Frequently asked questions
- What is a strangle on PYPD?
- A strangle on PYPD is the strangle strategy applied to PYPD (stock). The strategy is structurally neutral / high-volatility (long premium, OTM): A long strangle buys an OTM call and an OTM put at offset strikes, cheaper than a straddle but requiring a larger underlying move to profit since both wings start out-of-the-money. With PYPD stock trading near $4.50, the strikes shown on this page are snapped to the nearest listed PYPD chain strike and the premiums come straight from the end-of-day bid/ask midpoint.

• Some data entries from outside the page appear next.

#[cfg(test)]
mod tests {
    use super::*;
    use crate::schema::property::DefaultValue;

    fn manager(json: serde_json::Value) -> SchemaManager {
        SchemaManager::new(SchemaConfig::from_value(json).unwrap())
    }

    fn blog_config() -> serde_json::Value {
        serde_json::json!({
            "properties": {
                "id": {"type": "bigint", "autoincrement": true, "notnull": true},
                "created_at": {
                    "type": "timestamp",
                    "notnull": true,
                    "index": true,
                    "default": "CURRENT_TIMESTAMP"
                }
            },
            "types": {
                "app::base": {
                    "properties": {
                        "id": {},
                        "name": {"type": "string", "length": 255, "notnull": true},
                        "created_at": {}
                    }
                },
                "app::author": {
                    "inherits": ["app::base"],
                    "properties": {
                        "email": {"type": "string", "length": 255}
                    }
                },
                "app::article": {
                    "inherits": ["app::base"],
                    "exclude_properties": ["created_at"],
                    "properties": {
                        "name": {"notnull": false},
                        "body": {"type": "text"},
                        "author": {
                            "type": "bigint",
                            "relation": {"schema": "app::author", "property": "id"}
                        }
                    }
                }
            }
        })
    }

    #[test]
    fn test_resolve_with_catalog_base() {
        let manager = manager(blog_config());
        let base = manager.resolve("app::base").unwrap();

        assert_eq!(base.database, "app");
        assert_eq!(base.table, "base");

        let id = base.property("id").unwrap();
        assert!(id.auto_increment);
        assert_eq!(id.storage_type, StorageType::BigInt);

        let created = base.property("created_at").unwrap();
        assert_eq!(created.default, Some(DefaultValue::CurrentTimestamp));
        assert!(created.index.is_some());
    }

    #[test]
    fn test_unknown_identifier() {
        let manager = manager(blog_config());
        let err = manager.resolve("app::missing").unwrap_err();
        assert!(matches!(err, Error::InvalidConfig { identifier, messages }
            if identifier == "app::missing"
                && messages == vec![ValidationMessage::IdentifierNotFound("app::missing".into())]));
    }

    #[test]
    fn test_inheritance_copies_parent_properties() {
        let manager = manager(blog_config());
        let author = manager.resolve("app::author").unwrap();

        let identifiers: Vec<&str> = author
            .properties
            .iter()
            .map(|p| p.identifier.as_str())
            .collect();
        assert_eq!(identifiers, vec!["id", "name", "created_at", "email"]);
    }

    #[test]
    fn test_child_override_wins() {
        let manager = manager(blog_config());
        let article = manager.resolve("app::article").unwrap();

        // Parent declares name notnull; the child relaxes it. The merged
        // override moves to the end of declaration order.
        let name = article.property("name").unwrap();
        assert!(!name.not_null);
        assert_eq!(name.length, Some(255));

        let identifiers: Vec<&str> = article
            .properties
            .iter()
            .map(|p| p.identifier.as_str())
            .collect();
        assert_eq!(identifiers, vec!["id", "name", "body", "author"]);
    }

    #[test]
    fn test_exclusion_removes_inherited_property() {
        let manager = manager(blog_config());
        let article = manager.resolve("app::article").unwrap();
        assert!(!article.has_property("created_at"));
    }

    #[test]
    fn test_relation_wiring() {
        let manager = manager(blog_config());
        let article = manager.resolve("app::article").unwrap();

        let relation = article.property("author").unwrap().relation.as_ref().unwrap();
        assert_eq!(relation.target.identifier, "app::author");
        assert_eq!(relation.property, "id");
        assert_eq!(relation.alias, "author");
        assert_eq!(relation.on_delete, ReferentialAction::Cascade);
        assert!(relation.target.has_property("email"));
    }

    #[test]
    fn test_resolution_is_memoized_and_idempotent() {
        let manager = manager(blog_config());
        let first = manager.resolve("app::article").unwrap();
        let second = manager.resolve("app::article").unwrap();

        assert!(Arc::ptr_eq(&first, &second));

        // Sibling resolution reuses the cached author subgraph.
        let author = manager.resolve("app::author").unwrap();
        let through_article = first.property("author").unwrap().relation.as_ref().unwrap();
        assert!(Arc::ptr_eq(&author, &through_article.target));
    }

    #[test]
    fn test_relation_cycle_is_rejected() {
        let manager = manager(serde_json::json!({
            "types": {
                "app::a": {
                    "properties": {
                        "id": {"type": "bigint", "autoincrement": true},
                        "b": {"type": "bigint", "relation": {"schema": "app::b", "property": "id"}}
                    }
                },
                "app::b": {
                    "properties": {
                        "id": {"type": "bigint", "autoincrement": true},
                        "a": {"type": "bigint", "relation": {"schema": "app::a", "property": "id"}}
                    }
                }
            }
        }));

        let err = manager.resolve("app::a").unwrap_err();
        assert!(matches!(err, Error::CyclicRelation { identifier, chain }
            if identifier == "app::a" && chain == vec!["app::a", "app::b", "app::a"]));
    }

    #[test]
    fn test_self_inheritance_is_rejected() {
        let manager = manager(serde_json::json!({
            "types": {
                "app::a": {
                    "inherits": ["app::a"],
                    "properties": {"id": {"type": "bigint"}}
                }
            }
        }));

        assert!(matches!(
            manager.resolve("app::a").unwrap_err(),
            Error::CyclicRelation { .. }
        ));
    }

    #[test]
    fn test_duplicate_auto_increment_is_rejected() {
        let manager = manager(serde_json::json!({
            "types": {
                "app::broken": {
                    "properties": {
                        "id": {"type": "bigint", "autoincrement": true},
                        "other": {"type": "bigint", "autoincrement": true}
                    }
                }
            }
        }));

        let err = manager.resolve("app::broken").unwrap_err();
        assert!(matches!(err, Error::InvalidConfig { messages, .. }
            if messages == vec![ValidationMessage::DuplicateAutoIncrement("app::broken".into())]));
    }

    #[test]
    fn test_inherited_auto_increment_conflict_is_rejected() {
        let manager = manager(serde_json::json!({
            "types": {
                "app::base": {
                    "properties": {"id": {"type": "bigint", "autoincrement": true}}
                },
                "app::child": {
                    "inherits": ["app::base"],
                    "properties": {"serial": {"type": "bigint", "autoincrement": true}}
                }
            }
        }));

        assert!(matches!(
            manager.resolve("app::child").unwrap_err(),
            Error::InvalidConfig { .. }
        ));
    }

    #[test]
    fn test_missing_storage_type_is_rejected() {
        let manager = manager(serde_json::json!({
            "types": {
                "app::thing": {"properties": {"mystery": {}}}
            }
        }));

        let err = manager.resolve("app::thing").unwrap_err();
        assert!(matches!(err, Error::InvalidConfig { messages, .. }
            if matches!(messages.as_slice(), [ValidationMessage::MissingStorageType { .. }])));
    }

    #[test]
    fn test_relation_target_property_must_exist() {
        let manager = manager(serde_json::json!({
            "types": {
                "app::author": {
                    "properties": {"id": {"type": "bigint", "autoincrement": true}}
                },
                "app::article": {
                    "properties": {
                        "author": {
                            "type": "bigint",
                            "relation": {"schema": "app::author", "property": "uuid"}
                        }
                    }
                }
            }
        }));

        let err = manager.resolve("app::article").unwrap_err();
        assert!(matches!(err, Error::InvalidConfig { messages, .. }
            if matches!(messages.as_slice(), [ValidationMessage::RelationTargetProperty { target_property, .. }]
                if target_property == "uuid")));
    }

    #[test]
    fn test_later_parent_overrides_earlier() {
        let manager = manager(serde_json::json!({
            "types": {
                "app::first": {
                    "properties": {"label": {"type": "string", "length": 50}}
                },
                "app::second": {
                    "properties": {"label": {"type": "string", "length": 200}}
                },
                "app::both": {
                    "inherits": ["app::first", "app::second"],
                    "properties": {}
                }
            }
        }));

        let both = manager.resolve("app::both").unwrap();
        assert_eq!(both.property("label").unwrap().length, Some(200));
    }

    #[test]
    fn test_explicit_database_and_table() {
        let manager = manager(serde_json::json!({
            "types": {
                "app::product": {
                    "database": "shop",
                    "table": "products",
                    "properties": {"id": {"type": "bigint", "autoincrement": true}}
                }
            }
        }));

        let product = manager.resolve("app::product").unwrap();
        assert_eq!(product.database, "shop");
        assert_eq!(product.table, "products");
    }
}
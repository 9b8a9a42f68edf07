//! Criteria builder for content queries.

use crate::value::Value;

/// Sort direction.
#[derive(Debug, Clone, Copy, PartialEq, Eq)]
pub enum OrderDirection {
    /// Ascending order.
    Asc,
    /// Descending order.
    Desc,
}

impl OrderDirection {
    /// SQL keyword form.
    pub fn as_sql(&self) -> &'static str {
        match self {
            OrderDirection::Asc => "ASC",
            OrderDirection::Desc => "DESC",
        }
    }
}

/// Order specification for sorting results.
#[derive(Debug, Clone, PartialEq)]
pub struct OrderSpec {
    /// Column expression to order by.
    pub field: String,
    /// Sort direction.
    pub direction: OrderDirection,
}

impl OrderSpec {
    /// Create an ascending order spec.
    pub fn asc(field: impl Into<String>) -> Self {
        Self {
            field: field.into(),
            direction: OrderDirection::Asc,
        }
    }

    /// Create a descending order spec.
    pub fn desc(field: impl Into<String>) -> Self {
        Self {
            field: field.into(),
            direction: OrderDirection::Desc,
        }
    }
}

/// One predicate payload.
///
/// The predicate key decides the interpretation: a direct property key takes
/// a [`Value`](Predicate::Value) for equality (or a [`List`](Predicate::List)
/// as `IN` sugar, or a [`Map`](Predicate::Map) scoped to its relation
/// target); a `column__modifier` key takes the modifier's operand; anything
/// else must carry [`Raw`](Predicate::Raw) bound parameters.
#[derive(Debug, Clone, PartialEq)]
pub enum Predicate {
    /// A scalar operand.
    Value(Value),
    /// A list operand for `in`/`notin`.
    List(Vec<Value>),
    /// Nested predicates scoped to a relation property's target type.
    Map(Vec<(String, Predicate)>),
    /// Named bind parameters for a raw expression key.
    Raw(Vec<(String, Value)>),
}

impl From<Value> for Predicate {
    fn from(value: Value) -> Self {
        Predicate::Value(value)
    }
}

impl From<bool> for Predicate {
    fn from(value: bool) -> Self {
        Predicate::Value(Value::Bool(value))
    }
}

impl From<i32> for Predicate {
    fn from(value: i32) -> Self {
        Predicate::Value(Value::Int(value as i64))
    }
}

impl From<i64> for Predicate {
    fn from(value: i64) -> Self {
        Predicate::Value(Value::Int(value))
    }
}

impl From<f64> for Predicate {
    fn from(value: f64) -> Self {
        Predicate::Value(Value::Float(value))
    }
}

impl From<&str> for Predicate {
    fn from(value: &str) -> Self {
        Predicate::Value(Value::String(value.to_string()))
    }
}

impl From<String> for Predicate {
    fn from(value: String) -> Self {
        Predicate::Value(Value::String(value))
    }
}

impl From<Vec<Value>> for Predicate {
    fn from(values: Vec<Value>) -> Self {
        Predicate::List(values)
    }
}

impl From<Vec<(String, Predicate)>> for Predicate {
    fn from(entries: Vec<(String, Predicate)>) -> Self {
        Predicate::Map(entries)
    }
}

/// A declarative query against one content type.
///
/// Built fluently and compiled by the repository; carries no connection
/// state of its own.
#[derive(Debug, Clone, PartialEq)]
pub struct ContentQuery {
    /// Target type identifier (`database::table`).
    pub schema: String,
    /// Predicates in declared order.
    pub predicates: Vec<(String, Predicate)>,
    /// Group-by expressions.
    pub group_by: Vec<String>,
    /// Order-by specifications.
    pub order_by: Vec<OrderSpec>,
    /// Maximum number of rows.
    pub limit: Option<u64>,
    /// Number of rows to skip.
    pub offset: u64,
    /// Whether results hydrate to plain mappings instead of typed content.
    pub as_map: bool,
}

impl ContentQuery {
    /// Create a query for a type identifier.
    pub fn new(schema: impl Into<String>) -> Self {
        Self {
            schema: schema.into(),
            predicates: Vec::new(),
            group_by: Vec::new(),
            order_by: Vec::new(),
            limit: None,
            offset: 0,
            as_map: false,
        }
    }

    /// Add a predicate.
    pub fn with(mut self, name: impl Into<String>, predicate: impl Into<Predicate>) -> Self {
        self.predicates.push((name.into(), predicate.into()));
        self
    }

    /// Add a raw where expression with named bind parameters.
    pub fn raw(
        mut self,
        expression: impl Into<String>,
        params: Vec<(String, Value)>,
    ) -> Self {
        self.predicates
            .push((expression.into(), Predicate::Raw(params)));
        self
    }

    /// Add a group-by expression.
    pub fn group_by(mut self, expression: impl Into<String>) -> Self {
        self.group_by.push(expression.into());
        self
    }

    /// Add an order-by specification.
    pub fn order_by(mut self, order: OrderSpec) -> Self {
        self.order_by.push(order);
        self
    }

    /// Set the row limit.
    pub fn limit(mut self, limit: u64) -> Self {
        self.limit = Some(limit);
        self
    }

    /// Set the row offset.
    pub fn offset(mut self, offset: u64) -> Self {
        self.offset = offset;
        self
    }

    /// Return plain nested mappings instead of typed content.
    pub fn as_map(mut self) -> Self {
        self.as_map = true;
        self
    }
}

- How are PYPD strangle max profit and max loss calculated?
- Upside max profit is unbounded; downside max profit is bounded at the put strike minus the combined debit (reached at zero). Max loss equals the combined debit times 100 (reached anywhere between the two OTM strikes). Two breakevens at call-strike plus debit and put-strike minus debit. For the PYPD strangle priced from the end-of-day chain at a 30-day expiry (ATM IV 480.60%), the computed maximum profit is unbounded per contract and the computed maximum loss is unbounded per contract. Live intraday quotes will differ as the chain moves through the trading session.
- What is the breakeven for a PYPD strangle?
- The breakeven for the PYPD strangle priced on this page is no defined breakeven on the modeled curve at expiration, derived from end-of-day chain premiums. Breakeven is the underlying price at which the strategy's P&L crosses zero ignoring transaction costs and assignment risk. The current PYPD market-implied 1-standard-deviation expected move is approximately 137.78%; if the move sits well outside the breakeven distance, the structure's risk-reward becomes correspondingly tighter.
- When should you consider a strangle on PYPD?
- Strangles on PYPD are the cheaper cousin of the straddle - traders use them when they want a large directional move but are willing to give up the inner-strike sensitivity in exchange for a lower up-front debit on the PYPD chain.
- How does current PYPD implied volatility affect this strangle?
- PYPD ATM IV is at 480.60% with IV rank near 97.15%, which is elevated relative to its 1-year range. Premium-selling structures (covered call, cash-secured put, iron condor) generally look more attractive when IV rank is high; premium-buying structures (long call, long put, debit spreads) are more expensive in that regime.